▶ **WORK TO BE COMPLETED**
Return each line of the material below exactly. Begin at the first and end on the line with "repository 58b978e0f37a20c4".

▶ **PROVIDED INFORMATION**
____________________

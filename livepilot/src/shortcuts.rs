//! Keyboard shortcuts exposed to the host.

use serde::{Deserialize, Serialize};

/// A host-level shortcut action.
#[derive(Debug, Clone, Copy, PartialEq, Eq, Serialize, Deserialize)]
#[serde(rename_all = "snake_case")]
pub enum Shortcut {
    /// Enter: connect when idle, disconnect when connected.
    ToggleConnection,
    /// M: toggle the microphone mute.
    ToggleMute,
    /// Escape: disconnect if connected.
    Disconnect,
}

impl Shortcut {
    /// Map a DOM-style key name (`"Enter"`, `"m"`, `"Escape"`) to a shortcut.
    pub fn from_key(key: &str) -> Option<Self> {
        match key {
            "Enter" => Some(Shortcut::ToggleConnection),
            "m" | "M" => Some(Shortcut::ToggleMute),
            "Escape" | "Esc" => Some(Shortcut::Disconnect),
            _ => None,
        }
    }
}
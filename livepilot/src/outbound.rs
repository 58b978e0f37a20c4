//! Bounded outbound media queue.
//!
//! Capture never waits on the network: producers push and return, a single
//! writer task drains. When the writer falls behind the oldest frames are
//! dropped, since stale audio and stale stills are worth less than fresh ones.

use std::collections::VecDeque;
use std::sync::atomic::{AtomicBool, AtomicU64, Ordering};

use livepilot_realtime::{MediaBlob, RealtimeSession};
use parking_lot::Mutex;
use tokio::sync::Notify;
use tokio_util::sync::CancellationToken;

/// Drop-oldest queue of media frames awaiting send.
#[derive(Debug)]
pub struct OutboundQueue {
    frames: Mutex<VecDeque<MediaBlob>>,
    capacity: usize,
    notify: Notify,
    closed: AtomicBool,
    dropped: AtomicU64,
}

impl OutboundQueue {
    pub fn new(capacity: usize) -> Self {
        let capacity = capacity.max(1);
        Self {
            frames: Mutex::new(VecDeque::with_capacity(capacity)),
            capacity,
            notify: Notify::new(),
            closed: AtomicBool::new(false),
            dropped: AtomicU64::new(0),
        }
    }

    /// Queue a frame. Returns `true` if an older frame was dropped to make room.
    /// Frames pushed after [`close`](Self::close) are discarded.
    pub fn push(&self, frame: MediaBlob) -> bool {
        if self.is_closed() {
            return false;
        }
        let mut dropped = false;
        {
            let mut frames = self.frames.lock();
            frames.push_back(frame);
            while frames.len() > self.capacity {
                frames.pop_front();
                self.dropped.fetch_add(1, Ordering::Relaxed);
                dropped = true;
            }
        }
        self.notify.notify_one();
        dropped
    }

    /// Wait for the next frame. `None` once closed.
    pub async fn pop(&self) -> Option<MediaBlob> {
        loop {
            if self.is_closed() {
                return None;
            }
            if let Some(frame) = self.frames.lock().pop_front() {
                return Some(frame);
            }
            self.notify.notified().await;
        }
    }

    /// Stop accepting frames and wake the writer. Pending frames are discarded.
    pub fn close(&self) {
        self.closed.store(true, Ordering::SeqCst);
        self.frames.lock().clear();
        self.notify.notify_waiters();
        self.notify.notify_one();
    }

    pub fn is_closed(&self) -> bool {
        self.closed.load(Ordering::SeqCst)
    }

    pub fn len(&self) -> usize {
        self.frames.lock().len()
    }

    pub fn is_empty(&self) -> bool {
        self.len() == 0
    }

    /// Total frames dropped for lack of room.
    pub fn dropped(&self) -> u64 {
        self.dropped.load(Ordering::Relaxed)
    }
}

/// Drain `queue` into `session` until cancelled or closed.
///
/// Send failures are logged and skipped.
pub(crate) async fn run_writer(
    queue: std::sync::Arc<OutboundQueue>,
    session: std::sync::Arc<dyn RealtimeSession>,
    cancel: CancellationToken,
) {
    loop {
        let frame = tokio::select! {
            _ = cancel.cancelled() => break,
            frame = queue.pop() => frame,
        };
        let Some(frame) = frame else { break };
        if let Err(e) = session.send_media(&frame).await {
            tracing::debug!(error = %e, mime_type = %frame.mime_type, "Dropped outbound frame");
        }
    }
    tracing::debug!(dropped = queue.dropped(), "Outbound writer stopped");
}

#[cfg(test)]
mod tests {
    use super::*;
    use std::sync::Arc;

    fn frame(tag: u8) -> MediaBlob {
        MediaBlob::new("audio/pcm;rate=16000", &[tag, 0])
    }

    #[tokio::test]
    async fn test_drops_oldest_when_full() {
        let queue = OutboundQueue::new(2);
        assert!(!queue.push(frame(1)));
        assert!(!queue.push(frame(2)));
        assert!(queue.push(frame(3)));

        assert_eq!(queue.dropped(), 1);
        assert_eq!(queue.pop().await, Some(frame(2)));
        assert_eq!(queue.pop().await, Some(frame(3)));
    }

    #[tokio::test]
    async fn test_close_wakes_waiting_writer() {
        let queue = Arc::new(OutboundQueue::new(4));
        let waiter = tokio::spawn({
            let queue = queue.clone();
            async move { queue.pop().await }
        });
        tokio::task::yield_now().await;
        queue.close();
        assert_eq!(waiter.await.unwrap(), None);
        assert!(!queue.push(frame(1)));
        assert!(queue.is_empty());
    }
}
//! In-memory devices and transport.
//!
//! These doubles let tests (and hosts without real devices) drive the manager
//! deterministically: the output clock only moves when told to, microphone
//! samples are pushed by hand, and the mock transport records every outbound
//! message and plays back whatever server events are fed to it.

use std::collections::VecDeque;
use std::sync::Arc;
use std::sync::atomic::{AtomicBool, AtomicUsize, Ordering};
use std::time::Duration;

use async_trait::async_trait;
use image::DynamicImage;
use livepilot_realtime::{
    AudioFormat, BoxedSession, MediaBlob, PcmBuffer, RealtimeConfig, RealtimeError,
    RealtimeModel, RealtimeSession, ServerEvent, ToolResponse,
};
use parking_lot::Mutex;
use tokio::sync::mpsc;
use tokio_util::sync::CancellationToken;

use crate::capture::{
    AudioContext, AudioOutput, EndedCallback, MediaDevices, MediaTrack, MicrophoneStream,
    ScheduledSource, VideoSource, VideoStream,
};
use crate::error::CaptureError;
use crate::settings::FacingMode;

// ---------------------------------------------------------------------------
// Audio
// ---------------------------------------------------------------------------

/// Capture-side context that counts resumes.
#[derive(Debug)]
pub struct MockAudioContext {
    sample_rate: u32,
    resumes: AtomicUsize,
}

impl MockAudioContext {
    pub fn new(sample_rate: u32) -> Self {
        Self { sample_rate, resumes: AtomicUsize::new(0) }
    }

    pub fn resume_count(&self) -> usize {
        self.resumes.load(Ordering::SeqCst)
    }
}

#[async_trait]
impl AudioContext for MockAudioContext {
    fn sample_rate(&self) -> u32 {
        self.sample_rate
    }

    async fn resume(&self) -> Result<(), CaptureError> {
        self.resumes.fetch_add(1, Ordering::SeqCst);
        Ok(())
    }
}

/// A buffer as seen by [`MockAudioOutput`].
#[derive(Debug, Clone, Copy, PartialEq)]
pub struct ScheduledEntry {
    pub start_at: f64,
    pub duration: f64,
    pub stopped: bool,
    pub finished: bool,
}

struct OutputEntry {
    start_at: f64,
    duration: f64,
    stopped: Arc<AtomicBool>,
    on_ended: Option<EndedCallback>,
}

struct OutputState {
    now: f64,
    entries: Vec<OutputEntry>,
}

/// Output device with a hand-driven clock.
///
/// Buffers "finish" when [`advance`](Self::advance) moves the clock past
/// their end, at which point their completion callback runs.
pub struct MockAudioOutput {
    sample_rate: u32,
    resumes: AtomicUsize,
    state: Mutex<OutputState>,
}

impl Default for MockAudioOutput {
    fn default() -> Self {
        Self::new()
    }
}

impl MockAudioOutput {
    pub fn new() -> Self {
        Self {
            sample_rate: livepilot_realtime::audio::OUTPUT_SAMPLE_RATE,
            resumes: AtomicUsize::new(0),
            state: Mutex::new(OutputState { now: 0.0, entries: Vec::new() }),
        }
    }

    /// Move the clock forward and complete every buffer that ends by then.
    pub fn advance(&self, seconds: f64) {
        let callbacks: Vec<EndedCallback> = {
            let mut state = self.state.lock();
            state.now += seconds;
            let now = state.now;
            state
                .entries
                .iter_mut()
                .filter(|e| !e.stopped.load(Ordering::SeqCst) && e.start_at + e.duration <= now)
                .filter_map(|e| e.on_ended.take())
                .collect()
        };
        for callback in callbacks {
            callback();
        }
    }

    pub fn now(&self) -> f64 {
        self.state.lock().now
    }

    /// Every buffer ever scheduled, in scheduling order.
    pub fn scheduled(&self) -> Vec<ScheduledEntry> {
        self.state
            .lock()
            .entries
            .iter()
            .map(|e| ScheduledEntry {
                start_at: e.start_at,
                duration: e.duration,
                stopped: e.stopped.load(Ordering::SeqCst),
                finished: e.on_ended.is_none() && !e.stopped.load(Ordering::SeqCst),
            })
            .collect()
    }

    pub fn resume_count(&self) -> usize {
        self.resumes.load(Ordering::SeqCst)
    }
}

#[async_trait]
impl AudioContext for MockAudioOutput {
    fn sample_rate(&self) -> u32 {
        self.sample_rate
    }

    async fn resume(&self) -> Result<(), CaptureError> {
        self.resumes.fetch_add(1, Ordering::SeqCst);
        Ok(())
    }
}

impl AudioOutput for MockAudioOutput {
    fn current_time(&self) -> f64 {
        self.state.lock().now
    }

    fn schedule(
        &self,
        buffer: Arc<PcmBuffer>,
        start_at: f64,
        on_ended: EndedCallback,
    ) -> Box<dyn ScheduledSource> {
        let stopped = Arc::new(AtomicBool::new(false));
        self.state.lock().entries.push(OutputEntry {
            start_at,
            duration: buffer.duration(),
            stopped: stopped.clone(),
            on_ended: Some(on_ended),
        });
        Box::new(MockSource { stopped })
    }
}

struct MockSource {
    stopped: Arc<AtomicBool>,
}

impl ScheduledSource for MockSource {
    fn stop(&self) {
        self.stopped.store(true, Ordering::SeqCst);
    }
}

// ---------------------------------------------------------------------------
// Capture
// ---------------------------------------------------------------------------

/// A track that counts how often it was stopped.
#[derive(Debug, Default)]
pub struct MockTrack {
    stops: AtomicUsize,
}

impl MockTrack {
    pub fn stop_count(&self) -> usize {
        self.stops.load(Ordering::SeqCst)
    }

    pub fn is_stopped(&self) -> bool {
        self.stop_count() > 0
    }
}

impl MediaTrack for MockTrack {
    fn stop(&self) {
        self.stops.fetch_add(1, Ordering::SeqCst);
    }
}

/// A video source producing blank frames.
#[derive(Debug)]
pub struct MockVideoSource {
    width: u32,
    height: u32,
    facing: Option<FacingMode>,
    stopped: AtomicBool,
    ended: CancellationToken,
}

impl MockVideoSource {
    pub fn new(width: u32, height: u32, facing: Option<FacingMode>) -> Self {
        Self {
            width,
            height,
            facing,
            stopped: AtomicBool::new(false),
            ended: CancellationToken::new(),
        }
    }

    /// Facing requested for a camera; `None` for a screen share.
    pub fn facing(&self) -> Option<FacingMode> {
        self.facing
    }

    pub fn is_stopped(&self) -> bool {
        self.stopped.load(Ordering::SeqCst)
    }

    /// Simulate the user revoking the stream outside the app.
    pub fn end(&self) {
        self.ended.cancel();
    }
}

____________________

▶ **PROBLEM SOLUTION**
filename livepilot/src/shortcuts.rs
//! Keyboard shortcuts exposed to the host.

use serde::{Deserialize, Serialize};

/// A host-level shortcut action.
#[derive(Debug, Clone, Copy, PartialEq, Eq, Serialize, Deserialize)]
#[serde(rename_all = "snake_case")]
pub enum Shortcut {
    /// Enter: connect when idle, disconnect when connected.
    ToggleConnection,
    /// M: toggle the microphone mute.
    ToggleMute,
    /// Escape: disconnect if connected.
    Disconnect,
}

impl Shortcut {
    /// Map a DOM-style key name (`"Enter"`, `"m"`, `"Escape"`) to a shortcut.
    pub fn from_key(key: &str) -> Option<Self> {
        match key {
            "Enter" => Some(Shortcut::ToggleConnection),
            "m" | "M" => Some(Shortcut::ToggleMute),
            "Escape" | "Esc" => Some(Shortcut::Disconnect),
            _ => None,
        }
    }
}
filename livepilot/src/outbound.rs
repository 58b978e0f37a20c4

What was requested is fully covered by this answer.